**Task objective:** From the line containing "return None;" to the last line of the records, reproduce every line exactly and print nothing else.
....................
//! Date normalization for backend records.
//!
//! The backends serialize dates as `LocalDate` (`2024-02-01`), `LocalDateTime`
//! (`2024-02-01T09:30:00`) or full RFC 3339 timestamps depending on the
//! service. Everything is collapsed to a calendar date before it reaches the
//! merger so ordering never depends on string comparison.

use chrono::{DateTime, NaiveDate, NaiveDateTime};
use serde::{Deserialize, Deserializer};

/// Parse a backend date string into a calendar date.
///
/// Returns `None` for empty or unrecognized input.
pub fn parse_record_date(raw: &str) -> Option<NaiveDate> {
    let raw = raw.trim();
    if raw.is_empty() {
        return None;
    }

    if let Ok(date) = NaiveDate::parse_from_str(raw, "%Y-%m-%d") {
        return Some(date);
    }
    if let Ok(ts) = DateTime::parse_from_rfc3339(raw) {
        return Some(ts.date_naive());
    }
    if let Ok(ts) = NaiveDateTime::parse_from_str(raw, "%Y-%m-%dT%H:%M:%S%.f") {
        return Some(ts.date());
    }

    None
}

/// Serde deserializer that tolerates missing, null or malformed dates.
///
/// Use with `#[serde(default, deserialize_with = "deserialize_lenient_date")]`.
/// A malformed date degrades to `None` instead of failing the whole payload.
pub fn deserialize_lenient_date<'de, D>(deserializer: D) -> Result<Option<NaiveDate>, D::Error>
where
    D: Deserializer<'de>,
{
    let raw: Option<String> = Option::deserialize(deserializer)?;
    Ok(raw.as_deref().and_then(|value| {
        let parsed = parse_record_date(value);
        if parsed.is_none() {
            tracing::debug!(value, "ignoring unparseable record date");
        }
        parsed
    }))
}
....................
**Response to the task:**
        return None;
    }

    if let Ok(date) = NaiveDate::parse_from_str(raw, "%Y-%m-%d") {
        return Some(date);
    }
    if let Ok(ts) = DateTime::parse_from_rfc3339(raw) {
        return Some(ts.date_naive());
    }
    if let Ok(ts) = NaiveDateTime::parse_from_str(raw, "%Y-%m-%dT%H:%M:%S%.f") {
        return Some(ts.date());
    }

    None
}

/// Serde deserializer that tolerates missing, null or malformed dates.
///
/// Use with `#[serde(default, deserialize_with = "deserialize_lenient_date")]`.
/// A malformed date degrades to `None` instead of failing the whole payload.
pub fn deserialize_lenient_date<'de, D>(deserializer: D) -> Result<Option<NaiveDate>, D::Error>
where
    D: Deserializer<'de>,
{
    let raw: Option<String> = Option::deserialize(deserializer)?;
    Ok(raw.as_deref().and_then(|value| {
        let parsed = parse_record_date(value);
        if parsed.is_none() {
            tracing::debug!(value, "ignoring unparseable record date");
        }
        parsed
    }))
}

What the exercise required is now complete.